What needs to be done —
Wherever the word "String" occurs in the listing, copy the whole line.

......

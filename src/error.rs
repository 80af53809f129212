use std::path::PathBuf;

use ethers::types::TxHash;
use thiserror::Error;

/// Failure modes of a settlement run.
///
/// None of these are retried internally; a wrapping layer can branch on the
/// kind (or on [`SettleError::exit_code`]) to decide what happens next.
#[derive(Debug, Error)]
pub enum SettleError {
    /// The deployment registry file is absent or unreadable. Deploy the
    /// contracts first, or point `DEPLOYMENTS_FILE` at the right place.
    #[error("no deployment registry at {}: {reason}", .path.display())]
    NoDeploymentRegistry { path: PathBuf, reason: String },

    /// The registry has no entry for the selected network.
    #[error("no deployment found for network {network_key}")]
    NoDeploymentForNetwork { network_key: String },

    /// The registry entry exists but the market contract was never deployed
    /// on this network.
    #[error("market contract not deployed for network {network_key}")]
    MarketNotDeployed { network_key: String },

    /// Settlement was requested before expiry. A timing condition, not a
    /// fault; carries the wait so callers can report when to come back.
    #[error("market has not expired yet, expires in {remaining_secs}s")]
    MarketNotExpired { remaining_secs: u64 },

    /// A read against the chain failed (node unreachable, malformed
    /// response). Safe to retry externally.
    #[error("chain query failed: {0}")]
    ChainQueryFailed(String),

    /// The node rejected the settlement transaction or it reverted on-chain.
    /// Usually means another actor settled first; re-query the market.
    #[error("settlement transaction rejected: {0}")]
    TransactionRejected(String),

    /// The transaction was submitted but no confirmation receipt arrived.
    /// The outcome is unknown: the market may or may not be settled.
    #[error("no confirmation receipt for {tx_hash:?}: {reason}")]
    ReceiptUnavailable { tx_hash: TxHash, reason: String },

    /// The observed market state violates the contract's own invariants
    /// (settlement fields missing on a settled market).
    #[error("inconsistent market state: {0}")]
    InvalidState(&'static str),
}

impl SettleError {
    /// Stable process exit code, one per kind. 1 is reserved for environment
    /// errors raised before a run starts.
    pub fn exit_code(&self) -> i32 {
        match self {
            Self::NoDeploymentRegistry { .. } => 10,
            Self::NoDeploymentForNetwork { .. } => 11,
            Self::MarketNotDeployed { .. } => 12,
            Self::MarketNotExpired { .. } => 20,
            Self::ChainQueryFailed(_) => 30,
            Self::TransactionRejected(_) => 31,
            Self::ReceiptUnavailable { .. } => 32,
            Self::InvalidState(_) => 70,
        }
    }
}
// src/eth/mod.rs

use ethers::prelude::*;

pub mod client;
pub mod live;
pub mod submit;

abigen!(
    MyMarket,
    "./abi/MyMarket.json"
);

......

Solution for this exercise —
    NoDeploymentRegistry { path: PathBuf, reason: String },
    NoDeploymentForNetwork { network_key: String },
    MarketNotDeployed { network_key: String },
    ChainQueryFailed(String),
    TransactionRejected(String),
    ReceiptUnavailable { tx_hash: TxHash, reason: String },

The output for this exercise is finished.